Solía pasar los lunes

Sagrerenc

Llegaba tarde. Para variar. Solía pasar los lunes. Marta apuraba los domingos para hacer los táperes de la semana, poner en orden la casa y ver de más la televisión por la noche. Y discutir de más en casa. Así que, sí: solía pasar los lunes. “Fantástico, un dos por ciento de batería”, pensó mientras entraba en el metro de Sagrera. A las siete y cuarto de la mañana, sin un más que necesario café y sin teléfono, el trayecto hasta Cornellà Centre no sería el más divertido de la historia.


 


Observar al resto fue su distracción, aunque el resto, claro, no tenía un cinco por ciento de batería. Poco que ver en un vagón con todo el mundo inmerso en sus pantallas. Al menos pudo encontrar sitio, aunque esto también le duró poco. “Oiga, siéntese si quiere”, le preguntó a un hombre de unos 80 años mientras le cedía su asiento. Tras ciertas reticencias, pero con una sonrisa, accedió. Marta pudo sentarse en Diagonal: al menos no todo empezaba mal el lunes.


 


“¿Tampoco te gustan los móviles?”, le preguntó el hombre tres paradas después. “Bueno, es que me he quedado sin batería”. Él no necesitó mucho más para empezar a hablar. Era entrañable, aunque, sinceramente, Marta, educada, se limitaba a asentir con la cabeza. Sinceramente, no le prestaba excesiva atención. Hasta que habló de su familia: su mujer había fallecido hace quince años y él repetía, cada mañana, el trayecto que hacían juntos hasta el trabajo.


 


Los dos pararon en Cornellà Centre y Marta se despidió.

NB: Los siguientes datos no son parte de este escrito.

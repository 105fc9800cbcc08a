//! End-to-end resolution and execution tests over fixture registries.

mod common;

use common::FixtureProvider;
use pipewright_core::resolver::SINK_STEP;
use pipewright_core::{
    Activation, Config, Error, ExecutionObserver, NoopObserver, Registry, ResolvedTool, Sequence,
    Target, Tool, Toolchain,
};
use semver::Version;
use std::sync::{Arc, Mutex};
use tempfile::TempDir;

fn always() -> Activation {
    Activation::in_process(|_| true)
}

fn toolchain(registry: Registry, provider: Arc<FixtureProvider>, dir: &TempDir) -> Toolchain {
    Toolchain::new(
        Arc::new(registry),
        provider,
        &Config::default().with_cache_dir(dir.path()),
    )
    .unwrap()
}

#[derive(Default)]
struct Events(Mutex<Vec<String>>);

impl ExecutionObserver for Events {
    fn on_build_start(&self) {
        self.0.lock().unwrap().push("build".into());
    }

    fn on_build_finish(&self, sequence: &Sequence) {
        self.0.lock().unwrap().push(format!("built {sequence}"));
    }

    fn on_tool_start(&self, tool: &ResolvedTool) {
        self.0.lock().unwrap().push(format!("start {}", tool.name()));
    }

    fn on_tool_finish(&self, error: Option<&Error>, tool: &ResolvedTool) {
        let outcome = if error.is_some() { "failed" } else { "done" };
        self.0.lock().unwrap().push(format!("{outcome} {}", tool.name()));
    }
}

#[tokio::test]
async fn test_resolves_direct_pipeline() {
    let dir = TempDir::new().unwrap();
    let registry = Registry::new()
        .with(Tool::new("A").consuming(["input"]).producing(["X"]).activated_by(always()))
        .with(Tool::new("B").consuming(["X"]).producing(["Y"]));
    let chain = toolchain(registry, Arc::new(FixtureProvider::new()), &dir);

    let sequence = chain
        .resolve(b"anything", &Target::new("Y"), &NoopObserver)
        .await
        .unwrap();
    assert_eq!(sequence.names(), vec!["A", "B"]);
    assert!(sequence.validate().is_ok());
}

#[tokio::test]
async fn test_resolves_glue_tool() {
    let dir = TempDir::new().unwrap();
    let registry = Registry::new()
        .with(
            Tool::new("A")
                .consuming(["input"])
                .producing(["out_a"])
                .activated_by(always()),
        )
        .with(Tool::new("T").consuming(["out_a"]).producing(["in_b"]))
        .with(Tool::new("B").consuming(["in_b"]).producing(["out"]));
    let chain = toolchain(registry, Arc::new(FixtureProvider::new()), &dir);

    let sequence = chain
        .resolve(b"", &Target::new("out").with_depends(["B"]), &NoopObserver)
        .await
        .unwrap();
    assert_eq!(sequence.names(), vec!["A", "T", "B"]);
    assert!(!sequence.names().contains(&SINK_STEP));
}

#[tokio::test]
async fn test_input_selection_by_probe() {
    let dir = TempDir::new().unwrap();
    let registry = Registry::new()
        .with(
            Tool::new("tool1")
                .consuming(["input"])
                .producing(["A"])
                .activated_by(Activation::probe("grep")),
        )
        .with(
            Tool::new("tool2")
                .consuming(["input"])
                .producing(["A"])
                .activated_by(Activation::probe("echo $<input>")),
        );
    let chain = toolchain(registry, Arc::new(FixtureProvider::new()), &dir);

    let matching = chain.resolver().matching_input_tools(b"test").await;
    let names: Vec<&str> = matching.iter().map(|t| t.name.as_str()).collect();
    assert_eq!(names, vec!["tool2"]);
}

#[tokio::test]
async fn test_first_matching_input_wins() {
    let dir = TempDir::new().unwrap();
    let registry = Registry::new()
        .with(Tool::new("first").consuming(["input"]).producing(["X"]).activated_by(always()))
        .with(Tool::new("second").consuming(["input"]).producing(["X"]).activated_by(always()));
    let chain = toolchain(registry, Arc::new(FixtureProvider::new()), &dir);

    let selected = chain.resolver().select_input_tool(b"x").await.unwrap();
    assert_eq!(selected.name, "first");
}

#[tokio::test]
async fn test_no_matching_input() {
    let dir = TempDir::new().unwrap();
    let registry = Registry::new().with(
        Tool::new("json")
            .consuming(["input"])
            .producing(["X"])
            .activated_by(Activation::in_process(|input| input.starts_with(b"{"))),
    );
    let chain = toolchain(registry, Arc::new(FixtureProvider::new()), &dir);

    let err = chain
        .resolve(b"(defco)", &Target::new("X"), &NoopObserver)
        .await
        .unwrap_err();
    assert!(matches!(err, Error::NoMatchingInput));
}

#[tokio::test]
async fn test_negotiates_and_pins_packages() {
    let dir = TempDir::new().unwrap();
    let provider = Arc::new(
        FixtureProvider::new()
            .with_package(
                "reader",
                &[
                    ("1.1.0", Some("^0.5.0")),
                    ("1.0.0", Some("^0.4.0")),
                    ("0.9.0", Some("0.3.0")),
                ],
                "cat",
            )
            .with_package("writer", &[("2.0.0", Some("~0.4.0"))], "cat"),
    );
    let registry = Registry::new()
        .with(
            Tool::new("reader")
                .with_package("reader")
                .consuming(["input"])
                .producing(["graph"])
                .activated_by(always()),
        )
        .with(
            Tool::new("writer")
                .with_package("writer")
                .consuming(["graph"])
                .producing(["svg"]),
        );
    let chain = toolchain(registry, provider.clone(), &dir);

    let sequence = chain
        .resolve(b"", &Target::new("svg"), &NoopObserver)
        .await
        .unwrap();
    assert_eq!(sequence.shared_version(), Some(&Version::new(0, 4, 0)));
    let pinned: Vec<String> = sequence.iter().map(ResolvedTool::display_name).collect();
    // 1.1.0 is built against 0.5.0, which still works with 0.4.0 consumers.
    assert_eq!(pinned, vec!["reader@1.1.0", "writer@2.0.0"]);
    assert_eq!(provider.install_count(), 0, "resolution must not install");
}

#[tokio::test]
async fn test_incompatible_packages_name_the_blocker() {
    let dir = TempDir::new().unwrap();
    let provider = Arc::new(
        FixtureProvider::new()
            .with_package("reader", &[("1.0.0", Some("0.5.0"))], "cat")
            .with_package("legacy", &[("0.1.0", Some("0.3.0"))], "cat"),
    );
    let registry = Registry::new()
        .with(
            Tool::new("reader")
                .with_package("reader")
                .consuming(["input"])
                .producing(["graph"])
                .activated_by(always()),
        )
        .with(
            Tool::new("legacy")
                .with_package("legacy")
                .consuming(["graph"])
                .producing(["svg"]),
        );
    let chain = toolchain(registry, provider, &dir);

    let err = chain
        .resolve(b"", &Target::new("svg"), &NoopObserver)
        .await
        .unwrap_err();
    // legacy's only release is below the floor, so it has nothing to offer.
    assert!(matches!(err, Error::NoCompatibleVersion { ref tool, .. } if tool == "legacy"));
}

#[tokio::test]
async fn test_min_version_excludes_releases() {
    let dir = TempDir::new().unwrap();
    let provider = Arc::new(FixtureProvider::new().with_package(
        "reader",
        &[("0.1.0", None), ("0.2.0-pre.0", None), ("0.2.1", None)],
        "cat",
    ));
    let registry = Registry::new().with(
        Tool::new("reader")
            .with_package("reader")
            .with_min_version(Version::parse("0.2.0-pre.0").unwrap())
            .consuming(["input"])
            .producing(["graph"])
            .activated_by(always()),
    );
    let chain = toolchain(registry, provider, &dir);

    let sequence = chain
        .resolve(b"", &Target::new("graph"), &NoopObserver)
        .await
        .unwrap();
    assert_eq!(sequence.shared_version(), None);
    assert_eq!(sequence.steps()[0].version, Version::parse("0.2.1").ok());
}

#[tokio::test]
async fn test_runs_packaged_pipeline() {
    let dir = TempDir::new().unwrap();
    let provider = Arc::new(
        FixtureProvider::new()
            .with_package("upper", &[("1.0.0", None)], "tr a-z A-Z")
            .with_package("suffix", &[("1.0.0", None)], "echo \"$(cat)$1\""),
    );
    let registry = Registry::new()
        .with(
            Tool::new("upper")
                .with_package("upper")
                .with_interpreter("sh")
                .consuming(["input"])
                .producing(["text"])
                .activated_by(always()),
        )
        .with(
            Tool::new("suffix")
                .with_package("suffix")
                .with_interpreter("sh")
                .with_args(["!"])
                .consuming(["text"])
                .producing(["shout"]),
        );
    let chain = toolchain(registry, provider.clone(), &dir);
    let events = Events::default();

    let output = chain
        .run(b"hello".to_vec(), &Target::new("shout"), &events)
        .await
        .unwrap();
    assert_eq!(output, b"HELLO!");
    assert_eq!(provider.install_count(), 2);
    assert_eq!(
        *events.0.lock().unwrap(),
        vec![
            "build",
            "built [upper@1.0.0] --> [suffix@1.0.0]",
            "start upper",
            "done upper",
            "start suffix",
            "done suffix",
        ]
    );
}

#[tokio::test]
async fn test_failed_step_skips_later_installs() {
    let dir = TempDir::new().unwrap();
    let provider = Arc::new(
        FixtureProvider::new()
            .with_package("parse", &[("1.0.0", None)], "echo 'line 1: unexpected )' >&2; exit 2")
            .with_package("render", &[("1.0.0", None)], "cat"),
    );
    let registry = Registry::new()
        .with(
            Tool::new("parse")
                .with_package("parse")
                .with_interpreter("sh")
                .consuming(["input"])
                .producing(["ast"])
                .activated_by(always()),
        )
        .with(
            Tool::new("render")
                .with_package("render")
                .with_interpreter("sh")
                .consuming(["ast"])
                .producing(["svg"]),
        );
    let chain = toolchain(registry, provider.clone(), &dir);

    let err = chain
        .run(b"(".to_vec(), &Target::new("svg"), &NoopObserver)
        .await
        .unwrap_err();
    match err {
        Error::ToolExecutionFailed {
            tool,
            exit_code,
            stderr,
        } => {
            assert_eq!(tool, "parse");
            assert_eq!(exit_code, Some(2));
            assert_eq!(stderr, "line 1: unexpected )");
        }
        other => panic!("Expected tool failure, got {other:?}"),
    }
    assert_eq!(provider.installed(), vec!["parse@1.0.0"]);
}

#[tokio::test]
async fn test_cycle_in_target_dependencies() {
    let dir = TempDir::new().unwrap();
    let registry = Registry::new()
        .with(Tool::new("A").consuming(["input"]).producing(["X"]).activated_by(always()))
        .with(Tool::new("B").consuming(["X"]).producing(["X"]).depending_on(["C"]))
        .with(Tool::new("C").consuming(["X"]).producing(["X"]).depending_on(["B"]));
    let chain = toolchain(registry, Arc::new(FixtureProvider::new()), &dir);

    let err = chain
        .resolve(b"", &Target::new("X").with_depends(["B"]), &NoopObserver)
        .await
        .unwrap_err();
    match err {
        Error::CyclicDependency { cycles } => assert_eq!(cycles, vec![vec!["B", "C"]]),
        other => panic!("Expected cycle, got {other:?}"),
    }
}

#[tokio::test]
async fn test_glue_prerequisites_run_first() {
    let dir = TempDir::new().unwrap();
    let registry = Registry::new()
        .with(Tool::new("A").consuming(["input"]).producing(["X"]).activated_by(always()))
        .with(Tool::new("C").consuming(["X"]).producing(["X"]))
        .with(Tool::new("B").consuming(["X"]).producing(["Y"]).depending_on(["C"]));
    let chain = toolchain(registry, Arc::new(FixtureProvider::new()), &dir);

    let sequence = chain
        .resolve(b"", &Target::new("Y"), &NoopObserver)
        .await
        .unwrap();
    assert_eq!(sequence.names(), vec!["A", "C", "B"]);
    assert!(sequence.validate().is_ok());
}

#[tokio::test]
async fn test_required_tool_is_not_reused_as_glue() {
    let dir = TempDir::new().unwrap();
    let registry = Registry::new()
        .with(Tool::new("A").consuming(["input"]).producing(["x"]).activated_by(always()))
        .with(Tool::new("P").consuming(["x"]).producing(["y"]))
        .with(Tool::new("L").consuming(["y"]).producing(["y"]))
        .with(Tool::new("M").consuming(["y"]).producing(["x"]));
    let chain = toolchain(registry, Arc::new(FixtureProvider::new()), &dir);

    let err = chain
        .resolve(b"", &Target::new("y").with_depends(["L", "P"]), &NoopObserver)
        .await
        .unwrap_err();
    match err {
        Error::NoPathBetweenTypes { from, to, .. } => {
            assert_eq!((from.as_str(), to.as_str()), ("A", "L"));
        }
        other => panic!("Expected missing path, got {other:?}"),
    }
}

El sermón de su jefe y las burlas de sus compañeros, acostumbrados a sus lunes, eran más que previsibles. No fue un buen inicio de semana. Ni tampoco acabó bien. No era feliz. Ni en casa, con su pareja, ni en el trabajo. En cuanto quitaba el piloto automático de su vida era plenamente consciente de que no quería eso. Lo sabía desde hacía años y lo cambiaba: seguía sumando días. Meses. Años. Y 18 paradas de metro.


 


El siguiente lunes fue similar. Arrancó gris, pero tras avanzar unos metros en el vagón buscando asiento coincidió con el anciano. No dijo nada, asumiendo que se acordaría, pero se equivocaba. “Mujer, hoy no te aburriré con mis historias”, le dijo. Sonriendo, Marta aseguró que todo lo contrario y entonces fue ella la que empezó a hablar. A explicarle su vida, sus problemas en casa y en el trabajo y que, en cierta manera, el trayecto en metro le servía para despejarse.


 


Con el paso de los meses, los lunes se convirtieron en uno de los días favoritos de la semana. Siempre coincidía con Fernando, así se llamaba, y siempre acababa el trayecto con una anécdota, una lección de vida y una sonrisa. Él y su mujer adoraban los lunes porque era el único día que iban juntos al trabajo y había sido su pequeña tradición hasta que ella falleció. Su vida no sería el guion de ninguna película, pero parecía feliz. Al menos, todo lo que recordaba era con una sonrisa.


 


Los lunes, decía, pasaron a estar marcados en rojo. Fernando parecía tener su asiento reservado en el vagón y siempre una historia que contar. Las 18 paradas se pasaban volando. “Toma, estos cruasanes le gustaban a mí mujer”. Fue la única vez que le trajo algo. Y estaban buenísimos. La semana empezaba siempre bien. Desde entonces, pasaron seis meses. El primer lunes de noviembre ni se cruzaron. Ni el segundo.


 


Nunca más ocurrió. Marta cayó en que Fernando tenía menos ánimo. Pensó en ello y su semana fue horrible. Pero después reflexionó: no habría más lunes grises. Siempre se podía empezar con una sonrisa. Y sin batería.